Moreover, the Court must "liberally construe pro se complaints and hold such complaints to a less stringent standard than pleadings prepared by attorneys." Frengler v. Gen. Motors, 482 F. App'x 975, 976 (6th Cir. 2012). At the same time, however, such "lenient treatment has limits" and the Court "should not have to guess at the nature of the claim asserted . . ." Id. at 977 (internal quotations omitted).

C. DISCUSSION

1. Section 1983 Claims

Plaintiff brings her claims against Defendants under 42 U.S.C. § 1983, alleging Defendants violated various constitutional rights. Section 1983 provides as follows:

Every person who, under color of any statute, ordinance, regulation, custom, or usage, of any State or Territory or the District of Columbia, subjects, or causes to be subjected, any citizen of the United States or other person within the jurisdiction thereof to the deprivation of any rights, privileges, or immunities secured by the Constitution and laws, shall be liable to the party injured in an action at law, suit in equity, or other proper proceeding for redress.
42 U.S.C. § 1983. A prima facie case under Section 1983 requires (1) conduct by an individual acting under color of state law, and (2) this conduct must deprive the plaintiff of rights secured by the Constitution or laws of the United States. Day v. Wayne Cnty. Bd. of Auditors, 749 F.2d 1199, 1202 (6th Cir.1984) (citing Parratt v. Taylor, 451 U.S. 527, 535 (1981)).

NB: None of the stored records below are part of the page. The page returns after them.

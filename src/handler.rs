use std::sync::Arc;

use crate::extract::{extract_album, Extraction, ImagePattern};
use crate::fetch::PageFetcher;
use crate::models::AlbumResponse;

// ── Messages ─────────────────────────────────────────────────────────────────

pub const MISSING_ALBUM_MESSAGE: &str = "Missing albumUrl query parameter.";
pub const NOT_FOUND_MESSAGE: &str =
    "No images found. Please ensure the album is public and the URL is correct.";
pub const DRIFT_MESSAGE: &str =
    "No images found. The album page was readable but its format may have changed.";
pub const FETCH_FAILED_MESSAGE: &str = "Failed to fetch image URLs.";

// ── Handler ──────────────────────────────────────────────────────────────────

pub struct AlbumHandler {
    fetcher: Arc<dyn PageFetcher>,
    pattern: ImagePattern,
    default_album: Option<String>,
}

impl AlbumHandler {
    pub fn new(fetcher: Arc<dyn PageFetcher>, pattern: ImagePattern) -> Self {
        Self {
            fetcher,
            pattern,
            default_album: None,
        }
    }

    /// Album used when the caller supplies none.
    pub fn with_default_album(mut self, album_url: impl Into<String>) -> Self {
        self.default_album = Some(album_url.into());
        self
    }

    pub async fn handle(&self, album_ref: Option<&str>) -> AlbumResponse {
        let album_url = match album_ref
            .filter(|s| !s.is_empty())
            .or(self.default_album.as_deref())
        {
            Some(url) => url,
            None => {
                return AlbumResponse::BadRequest {
                    message: MISSING_ALBUM_MESSAGE.to_string(),
                }
            }
        };

        let html = match self.fetcher.fetch_page(album_url).await {
            Ok(html) => html,
            Err(e) => {
                tracing::error!(album_url, error = %e, "Error fetching image URLs");
                return AlbumResponse::ServerError {
                    message: FETCH_FAILED_MESSAGE.to_string(),
                    detail: e.to_string(),
                };
            }
        };

        match extract_album(&html, &self.pattern) {
            Extraction::Found(urls) => {
                tracing::info!(album_url, count = urls.len(), "extracted album images");
                AlbumResponse::Success { urls }
            }
            Extraction::Empty => {
                tracing::warn!(album_url, "no images found in album page");
                AlbumResponse::NotFound {
                    message: NOT_FOUND_MESSAGE.to_string(),
                }
            }
            Extraction::PossibleDrift => {
                tracing::warn!(
                    album_url,
                    pattern = self.pattern.version(),
                    page_len = html.len(),
                    "album page has script data but no pattern matches; markup may have drifted"
                );
                AlbumResponse::NotFound {
                    message: DRIFT_MESSAGE.to_string(),
                }
            }
        }
    }
}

a. Defendant Harrison County Adult Probation Department

Defendant HCAPD also asserts that it is entitled to Eleventh Amendment immunity from suit as an arm of the common pleas and municipal courts and therefore as an arm of the state of Ohio. The Sixth Circuit in Cash v. Hamilton County Dep't of Adult Prob., 388 F.3d 539 (6th Cir. 2004), however, remanded the district court's decision to dismiss a case against a parole department for Eleventh Amendment immunity. There, the Court held "the bald assertion that the Department is an arm of the common pleas and municipal courts is insufficient by itself to garner Eleventh Amendment immunity." Id. at 545 (citing Alkire v. Irving, 330 F.3d 802, 811 (6th Cir. 2003) (rejecting a per se rule granting Eleventh Amendment immunity to county courts)). Instead, the Sixth Circuit explained that the district court is required to review a number of factors to determine if immunity applies, including the "most important fact . . . 'will a State pay if the defendant loses?'" Id. (citing Brotherton v. Cleveland, 173 F.3d 552, 560 (6th Cir. 1999)). Defendant does not argue that the State of Ohio would be responsible for damages in this case. Thus it would be improper to dismiss the instant action under Eleventh Amendment immunity at this time.

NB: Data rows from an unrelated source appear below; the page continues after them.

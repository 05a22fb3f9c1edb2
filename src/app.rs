use std::any::Any;
use std::sync::Arc;

use axum::{
    extract::{Query, State},
    http::Method,
    response::{IntoResponse, Response},
    routing::get,
    Json, Router,
};
use serde_json::json;
use tower_http::{
    catch_panic::CatchPanicLayer,
    cors::{Any as AnyOrigin, CorsLayer},
    trace::{DefaultOnResponse, TraceLayer},
    LatencyUnit,
};

use crate::config::Config;
use crate::fetch::PageFetcher;
use crate::handler::{AlbumHandler, FETCH_FAILED_MESSAGE};
use crate::models::{AlbumQuery, AlbumResponse};

#[derive(Clone)]
pub struct AppState {
    /// Serves `/photos`; the caller always names the album.
    pub photos: Arc<AlbumHandler>,
    /// Serves `/album`; falls back to the configured default album.
    pub pinned: Option<Arc<AlbumHandler>>,
}

impl AppState {
    pub fn from_config(config: &Config, fetcher: Arc<dyn PageFetcher>) -> Self {
        let photos = AlbumHandler::new(fetcher.clone(), config.pattern.clone());
        let pinned = config.default_album_url.as_ref().map(|album_url| {
            Arc::new(
                AlbumHandler::new(fetcher.clone(), config.pattern.clone())
                    .with_default_album(album_url.clone()),
            )
        });

        Self {
            photos: Arc::new(photos),
            pinned,
        }
    }
}

pub fn build_router(state: AppState) -> Router {
    let mut router = Router::new()
        .route("/health", get(health))
        .route("/photos", get(photos_endpoint));
    if state.pinned.is_some() {
        router = router.route("/album", get(pinned_album_endpoint));
    }

    let cors = CorsLayer::new()
        .allow_origin(AnyOrigin)
        .allow_methods([Method::GET]);

    router
        .with_state(state)
        .layer(CatchPanicLayer::custom(panic_response))
        .layer(cors)
        .layer(
            TraceLayer::new_for_http().on_response(
                DefaultOnResponse::new()
                    .level(tracing::Level::INFO)
                    .latency_unit(LatencyUnit::Millis),
            ),
        )
}

async fn health() -> impl IntoResponse {
    Json(json!({"status": "ok"}))
}

async fn photos_endpoint(
    State(state): State<AppState>,
    Query(query): Query<AlbumQuery>,
) -> AlbumResponse {
    state.photos.handle(query.album_url.as_deref()).await
}

async fn pinned_album_endpoint(
    State(state): State<AppState>,
    Query(query): Query<AlbumQuery>,
) -> AlbumResponse {
    match &state.pinned {
        Some(handler) => handler.handle(query.album_url.as_deref()).await,
        None => AlbumResponse::NotFound {
            message: "No default album is configured.".to_string(),
        },
    }
}

fn panic_response(err: Box<dyn Any + Send + 'static>) -> Response {
    let detail = if let Some(s) = err.downcast_ref::<String>() {
        s.clone()
    } else if let Some(s) = err.downcast_ref::<&str>() {
        s.to_string()
    } else {
        "Unknown panic".to_string()
    };
    tracing::error!(%detail, "panic while handling album request");

    AlbumResponse::ServerError {
        message: FETCH_FAILED_MESSAGE.to_string(),
        detail,
    }
    .into_response()
}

Harrison County Adult Probation Department is a government entity under the authority of the local court of common pleas. See O.R.C. § 2301.27(A)(1)(a) "[t]he court of common pleas may establish a county department of probation."); O.R.C. § 1901.33(A) ("[t]he judge or judges of a municipal court may appoint . . .one or more probation officers . . . [p]robation officers have all the powers of regular police officers and shall perform any duties that are designated by the judge or judges of the court."). A government entity is not considered a "person" and thus "may not be sued under 42 U.S.C. § 1983 for an injury inflicted solely by employees or agents under a respondeat superior theory of liability." Harris v. Jan, Case No. 3:05CV7370, 2005 WL 3483551, at *2 (N.D. Ohio Dec. 15, 2005) (citing Monell v. Dep't of Soc. Servs., 436 U.S. 658, 691 (1978)). Section 1983, however, does impose liability on a government entity when, as the Supreme Court of the United States explained in Monell, the entity's official policy, practice or custom, causes an employee to violate another's constitutional rights. Monell, 436 U.S. at 691.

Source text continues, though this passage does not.